Unią Europejską wstrząsnęła nagła rezygnacja jej organu wykonawczego, któremu grupa niezależnych kontrolerów zarzuciła szereg nadużyć i nieprawidłowości. Po raz pierwszy na problemy te zwrócono uwagę już w końcu zeszłego roku, ale wówczas zostały one zbagatelizowane. Później przewodniczący Komisji Europejskiej Jacques Santer nie zgodził się na pozbawienie stanowisk poszczególnych członków tego gremium, wybierając niezależną kontrolę. Ta wykazała nadużycia finansowe, marnotrawstwo oraz nepotyzm i wprawdzie szef komisji uznał te wnioski za przesadzone, to jednak jedynym wyjściem okazała się grupowa dymisja. Do czasu, gdy państwa członkowskie podejmą decyzję w tej sprawie, organ wykonawczy będzie nadal pełnił swe funkcje.Rezygnacja komisji jest ciosem dla Unii Europejskiej, gdyż doszło do niej w najmniej odpowiednim momencie. Zaledwie dwa i pół miesiąca temu wprowadzono bowiem wspólną walutę i obecny wstrząs może poważnie osłabić do niej zaufanie, zwłaszcza że kurs euro jest wciąż bardzo niski.
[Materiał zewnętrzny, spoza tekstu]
//! Team Research use case.
//!
//! Runs the specialist research team over a topic: each specialist gets
//! its own agent session and task prompt, then a synthesis pass merges
//! the findings into one report.
//!
//! Specialists run strictly one after another, and a failed specialist
//! contributes its failure notice as a section body without aborting the
//! remaining steps.

use crate::ports::agent_gateway::AgentGateway;
use crate::ports::exchange_logger::{ExchangeEvent, ExchangeLogger, NoExchangeLogger};
use crate::ports::progress::{NoProgress, ProgressNotifier};
use crate::use_cases::shared::{dispatch, dispatch_with_profile};
use deepdesk_domain::{AgentProfile, PromptTemplate, SpecialistRole, TeamReport, TeamSection};
use std::sync::Arc;
use tracing::{info, warn};

/// Input for the [`TeamResearchUseCase`].
#[derive(Debug, Clone)]
pub struct TeamResearchInput {
    /// The research topic given to every specialist.
    pub topic: String,
}

impl TeamResearchInput {
    pub fn new(topic: impl Into<String>) -> Self {
        Self {
            topic: topic.into(),
        }
    }
}

/// Use case for running the specialist research team.
pub struct TeamResearchUseCase {
    gateway: Arc<dyn AgentGateway>,
    exchange_logger: Arc<dyn ExchangeLogger>,
}

impl TeamResearchUseCase {
    pub fn new(gateway: Arc<dyn AgentGateway>) -> Self {
        Self {
            gateway,
            exchange_logger: Arc::new(NoExchangeLogger),
        }
    }

    /// Attach an exchange logger.
    pub fn with_exchange_logger(mut self, logger: Arc<dyn ExchangeLogger>) -> Self {
        self.exchange_logger = logger;
        self
    }

    /// Execute the team flow with default (no-op) progress.
    pub async fn execute(&self, input: TeamResearchInput) -> TeamReport {
        self.execute_with_progress(input, &NoProgress).await
    }

    /// Execute the team flow with progress callbacks.
    ///
    /// Infallible: every failure is folded into the section or synthesis
    /// body it belongs to.
    pub async fn execute_with_progress(
        &self,
        input: TeamResearchInput,
        progress: &dyn ProgressNotifier,
    ) -> TeamReport {
        info!(topic = %input.topic, "starting team research");
        let model = self.gateway.model().clone();

        let mut sections = Vec::with_capacity(SpecialistRole::ALL.len());
        for role in SpecialistRole::ALL {
            progress.on_step_start(role.name());

            let profile = AgentProfile::specialist(role, model.clone());
            let prompt = role.task_prompt(&input.topic);

            let (body, success) =
                match dispatch_with_profile(self.gateway.as_ref(), &profile, &prompt).await {
                    Ok(text) => (text, true),
                    Err(e) => {
                        warn!(specialist = role.name(), "specialist dispatch failed: {}", e);
                        (format!("Research failed with error: {}", e), false)
                    }
                };

            progress.on_step_complete(role.name(), success);
            sections.push(TeamSection::new(role, body));
        }

        // Synthesis runs on the default research assistant and sees every
        // section body, failure notices included.
        progress.on_step_start("synthesis");
        let pairs: Vec<(String, String)> = sections
            .iter()
            .map(|s| (s.role.display_name().to_string(), s.body.clone()))
            .collect();
        let prompt = PromptTemplate::synthesis_query(&input.topic, &pairs);

        let (synthesis, success) = match dispatch(self.gateway.as_ref(), &prompt).await {
            Ok(text) => (text, true),
            Err(e) => {
                warn!("synthesis dispatch failed: {}", e);
                (format!("Research failed with error: {}", e), false)
            }
        };
        progress.on_step_complete("synthesis", success);

        self.exchange_logger.log(ExchangeEvent::new(
            "team_report",
            serde_json::json!({
                "topic": input.topic,
                "model": model.to_string(),
                "sections": sections
                    .iter()
                    .map(|s| serde_json::json!({ "role": s.role.name(), "text": s.body }))
                    .collect::<Vec<_>>(),
                "synthesis": synthesis,
            }),
        ));

        TeamReport::new(input.topic, model, sections, synthesis)
    }
}

#[cfg(test)]
mod tests {
    use super::*;
    use crate::ports::agent_gateway::{AgentSession, GatewayError, StreamHandle};
    use async_trait::async_trait;
    use deepdesk_domain::{Model, SessionId, StreamEvent};
    use std::collections::VecDeque;
    use std::sync::Mutex;
    use tokio::sync::mpsc;

    // ==================== Test Mocks ====================

    struct MockSession {
        id: SessionId,
        events: Mutex<Option<Vec<StreamEvent>>>,
        prompts: Arc<Mutex<Vec<String>>>,
    }

    impl MockSession {
        fn new(events: Vec<StreamEvent>, prompts: Arc<Mutex<Vec<String>>>) -> Self {
            Self {
                id: SessionId::new(),
                events: Mutex::new(Some(events)),
                prompts,
            }
        }
    }

    #[async_trait]
    impl AgentSession for MockSession {
        fn id(&self) -> &SessionId {
            &self.id
        }

        async fn stream_query(&self, message: &str) -> Result<StreamHandle, GatewayError> {
            self.prompts.lock().unwrap().push(message.to_string());
            let events = self
                .events
                .lock()
                .unwrap()
                .take()
                .ok_or_else(|| GatewayError::SessionError("stream already consumed".to_string()))?;
            let (tx, rx) = mpsc::channel(events.len().max(1));
            for event in events {
                let _ = tx.send(event).await;
            }
            Ok(StreamHandle::new(rx))
        }
    }

    /// Hands out scripted sessions in call order and records which agent
    /// each session was created for (None for the default assistant).
    struct MockGateway {
        model: Model,
        sessions: Mutex<VecDeque<Box<dyn AgentSession>>>,
        agents: Arc<Mutex<Vec<Option<String>>>>,
    }

    impl MockGateway {
        fn new(sessions: Vec<Box<dyn AgentSession>>, agents: Arc<Mutex<Vec<Option<String>>>>) -> Self {
            Self {
                model: Model::default(),
                sessions: Mutex::new(VecDeque::from(sessions)),
                agents,
            }
        }

        fn next_session(&self) -> Result<Box<dyn AgentSession>, GatewayError> {
            self.sessions
                .lock()
                .unwrap()
                .pop_front()
                .ok_or_else(|| GatewayError::ConnectionError("runtime unreachable".to_string()))
        }
    }

    #[async_trait]
    impl AgentGateway for MockGateway {
        fn model(&self) -> &Model {
            &self.model
        }

        async fn create_session(&self) -> Result<Box<dyn AgentSession>, GatewayError> {
            self.agents.lock().unwrap().push(None);
            self.next_session()
        }

        async fn create_session_with_profile(
            &self,
            profile: &AgentProfile,
        ) -> Result<Box<dyn AgentSession>, GatewayError> {
            self.agents.lock().unwrap().push(Some(profile.name.clone()));
            self.next_session()
        }
    }

    fn completed(text: &str) -> Vec<StreamEvent> {
        vec![StreamEvent::Completed(text.to_string())]
    }

    fn team_fixture(
        scripts: Vec<Vec<StreamEvent>>,
    ) -> (
        TeamResearchUseCase,
        Arc<Mutex<Vec<String>>>,
        Arc<Mutex<Vec<Option<String>>>>,
    ) {
        let prompts = Arc::new(Mutex::new(Vec::new()));
        let agents = Arc::new(Mutex::new(Vec::new()));
        let sessions: Vec<Box<dyn AgentSession>> = scripts
            .into_iter()
            .map(|events| Box::new(MockSession::new(events, prompts.clone())) as Box<dyn AgentSession>)
            .collect();
        let gateway = Arc::new(MockGateway::new(sessions, agents.clone()));
        (TeamResearchUseCase::new(gateway), prompts, agents)
    }

    // ==================== Tests ====================

    #[tokio::test]
    async fn test_team_report_sections_in_order() {
        let (use_case, _prompts, _agents) = team_fixture(vec![
            completed("tech findings"),
            completed("biz findings"),
            completed("combined view"),
        ]);

        let report = use_case.execute(TeamResearchInput::new("edge computing")).await;

        assert_eq!(report.sections.len(), 2);
        assert_eq!(report.sections[0].role, SpecialistRole::Technical);
        assert_eq!(report.sections[0].body, "tech findings");
        assert_eq!(report.sections[1].role, SpecialistRole::Business);
        assert_eq!(report.sections[1].body, "biz findings");
        assert_eq!(report.synthesis, "combined view");
    }

    #[tokio::test]
    async fn test_team_uses_specialist_agents_then_default() {
        let (use_case, _prompts, agents) = team_fixture(vec![
            completed("a"),
            completed("b"),
            completed("c"),
        ]);

        use_case.execute(TeamResearchInput::new("topic")).await;

        let seen = agents.lock().unwrap();
        assert_eq!(
            *seen,
            vec![
                Some("technical_researcher".to_string()),
                Some("business_analyst".to_string()),
                None,
            ]
        );
    }

    #[tokio::test]
    async fn test_synthesis_prompt_carries_specialist_findings() {
        let (use_case, prompts, _agents) = team_fixture(vec![
            completed("tech body"),
            completed("biz body"),
            completed("merged"),
        ]);

        use_case.execute(TeamResearchInput::new("quantum computing")).await;

        let sent = prompts.lock().unwrap();
        assert_eq!(sent.len(), 3);
        assert!(sent[0].starts_with("Provide technical analysis of: quantum computing"));
        assert!(sent[1].starts_with("Provide business analysis of: quantum computing"));
        assert!(sent[2].contains("--- Technical Researcher ---"));
        assert!(sent[2].contains("tech body"));
        assert!(sent[2].contains("biz body"));
    }

    #[tokio::test]
    async fn test_specialist_failure_does_not_abort_team() {
        let (use_case, prompts, _agents) = team_fixture(vec![
            vec![StreamEvent::Error("boom".to_string())],
            completed("biz findings"),
            completed("synthesis"),
        ]);

        let report = use_case.execute(TeamResearchInput::new("topic")).await;

        assert_eq!(
            report.sections[0].body,
            "Research failed with error: Request failed: boom"
        );
        assert_eq!(report.sections[1].body, "biz findings");
        assert_eq!(report.synthesis, "synthesis");

        // The synthesis prompt sees the failure notice like any other body
        let sent = prompts.lock().unwrap();
        assert!(sent[2].contains("Research failed with error: Request failed: boom"));
    }

    #[tokio::test]
    async fn test_synthesis_failure_is_in_band() {
        let (use_case, _prompts, _agents) =
            team_fixture(vec![completed("a"), completed("b")]);

        let report = use_case.execute(TeamResearchInput::new("topic")).await;

        assert_eq!(
            report.synthesis,
            "Research failed with error: Connection error: runtime unreachable"
        );
        assert_eq!(report.sections.len(), 2);
    }
}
Ponadto UE przygotowuje się do zasadniczych zmian polityki finansowej i rolnej, a jednocześnie musi zażegnać groźbę wojny handlowej z USA. Sprawy te mają być omówione podczas spotkania na szczycie w dniach 24-25 marca.Na rozwiązaniu spornych problemów zależy zwłaszcza Niemcom, które sprawują właśnie przewodnictwo w UE. Dlatego minister spraw zagranicznych Joschka Fischer uznał za szczególnie istotne utrzymanie zdolności Unii Europejskiej do sprawnego działania.Z obecnego kryzysu można też wyciągnąć pewne korzyści. Sam Jacques Santer stwierdził, że warto wykorzystać go jako katalizator, który ułatwiłby głębsze i trwalsze zreformowanie instytucji europejskich. Opinię tę podzielił m.in. premier Wielkiej Brytanii Tony Blair, wskazując na potrzebę dogłębnych przekształceń, które zbliżyłyby instytucje UE do ludzi i zapewniły temu ugrupowaniu pomyślną przyszłość.

A.K.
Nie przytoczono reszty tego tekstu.